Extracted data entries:
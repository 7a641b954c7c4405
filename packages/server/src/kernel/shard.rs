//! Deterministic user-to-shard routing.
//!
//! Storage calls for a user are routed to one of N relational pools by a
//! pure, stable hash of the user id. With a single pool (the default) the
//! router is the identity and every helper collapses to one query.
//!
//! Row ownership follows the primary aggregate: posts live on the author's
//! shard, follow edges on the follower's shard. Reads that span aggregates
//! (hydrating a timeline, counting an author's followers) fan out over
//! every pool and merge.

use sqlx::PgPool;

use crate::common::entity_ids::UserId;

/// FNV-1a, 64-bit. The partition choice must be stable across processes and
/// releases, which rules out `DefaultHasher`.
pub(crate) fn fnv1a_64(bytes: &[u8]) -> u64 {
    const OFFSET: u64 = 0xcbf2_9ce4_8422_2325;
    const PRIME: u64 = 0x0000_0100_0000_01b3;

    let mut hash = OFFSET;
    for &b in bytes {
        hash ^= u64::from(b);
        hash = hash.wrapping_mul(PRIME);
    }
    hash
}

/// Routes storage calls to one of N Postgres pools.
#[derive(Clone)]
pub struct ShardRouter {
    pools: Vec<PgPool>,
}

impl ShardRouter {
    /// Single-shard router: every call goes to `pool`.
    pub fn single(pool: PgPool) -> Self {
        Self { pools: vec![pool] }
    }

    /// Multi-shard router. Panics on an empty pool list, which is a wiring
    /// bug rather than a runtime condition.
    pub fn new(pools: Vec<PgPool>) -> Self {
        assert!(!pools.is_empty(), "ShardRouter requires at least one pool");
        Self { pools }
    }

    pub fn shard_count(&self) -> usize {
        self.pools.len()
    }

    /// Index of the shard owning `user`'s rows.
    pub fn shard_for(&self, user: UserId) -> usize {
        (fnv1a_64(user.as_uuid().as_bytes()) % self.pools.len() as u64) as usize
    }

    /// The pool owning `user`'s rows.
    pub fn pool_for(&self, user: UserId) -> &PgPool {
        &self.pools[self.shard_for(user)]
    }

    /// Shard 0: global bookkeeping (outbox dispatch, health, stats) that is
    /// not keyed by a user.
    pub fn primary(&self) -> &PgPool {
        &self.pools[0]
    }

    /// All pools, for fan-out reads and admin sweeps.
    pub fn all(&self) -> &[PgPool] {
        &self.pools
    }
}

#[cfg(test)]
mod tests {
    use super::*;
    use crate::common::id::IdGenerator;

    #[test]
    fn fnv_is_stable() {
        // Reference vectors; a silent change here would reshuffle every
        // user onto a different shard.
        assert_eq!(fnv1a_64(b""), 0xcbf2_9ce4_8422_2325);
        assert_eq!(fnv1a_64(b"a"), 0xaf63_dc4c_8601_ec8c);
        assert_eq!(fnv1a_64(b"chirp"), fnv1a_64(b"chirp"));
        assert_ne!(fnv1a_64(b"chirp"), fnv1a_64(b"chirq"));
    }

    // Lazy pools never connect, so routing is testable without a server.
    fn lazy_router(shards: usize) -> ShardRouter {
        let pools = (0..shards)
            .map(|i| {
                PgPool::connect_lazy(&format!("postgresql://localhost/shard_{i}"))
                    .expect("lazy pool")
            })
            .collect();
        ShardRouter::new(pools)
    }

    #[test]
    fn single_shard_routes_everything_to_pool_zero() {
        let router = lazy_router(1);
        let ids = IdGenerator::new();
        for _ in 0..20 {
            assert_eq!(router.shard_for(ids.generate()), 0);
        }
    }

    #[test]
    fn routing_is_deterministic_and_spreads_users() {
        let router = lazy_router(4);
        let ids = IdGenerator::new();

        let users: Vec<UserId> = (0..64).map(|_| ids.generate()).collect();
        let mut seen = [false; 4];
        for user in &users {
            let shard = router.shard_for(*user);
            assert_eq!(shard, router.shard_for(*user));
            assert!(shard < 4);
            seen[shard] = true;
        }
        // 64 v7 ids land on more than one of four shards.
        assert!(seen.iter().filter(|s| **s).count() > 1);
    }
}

• _ACTIVITY_: Report every line of the records that contains the word "shards".

• _ANSWER TO THIS PROBLEM_:
    fn lazy_router(shards: usize) -> ShardRouter {
        let pools = (0..shards)
        // 64 v7 ids land on more than one of four shards.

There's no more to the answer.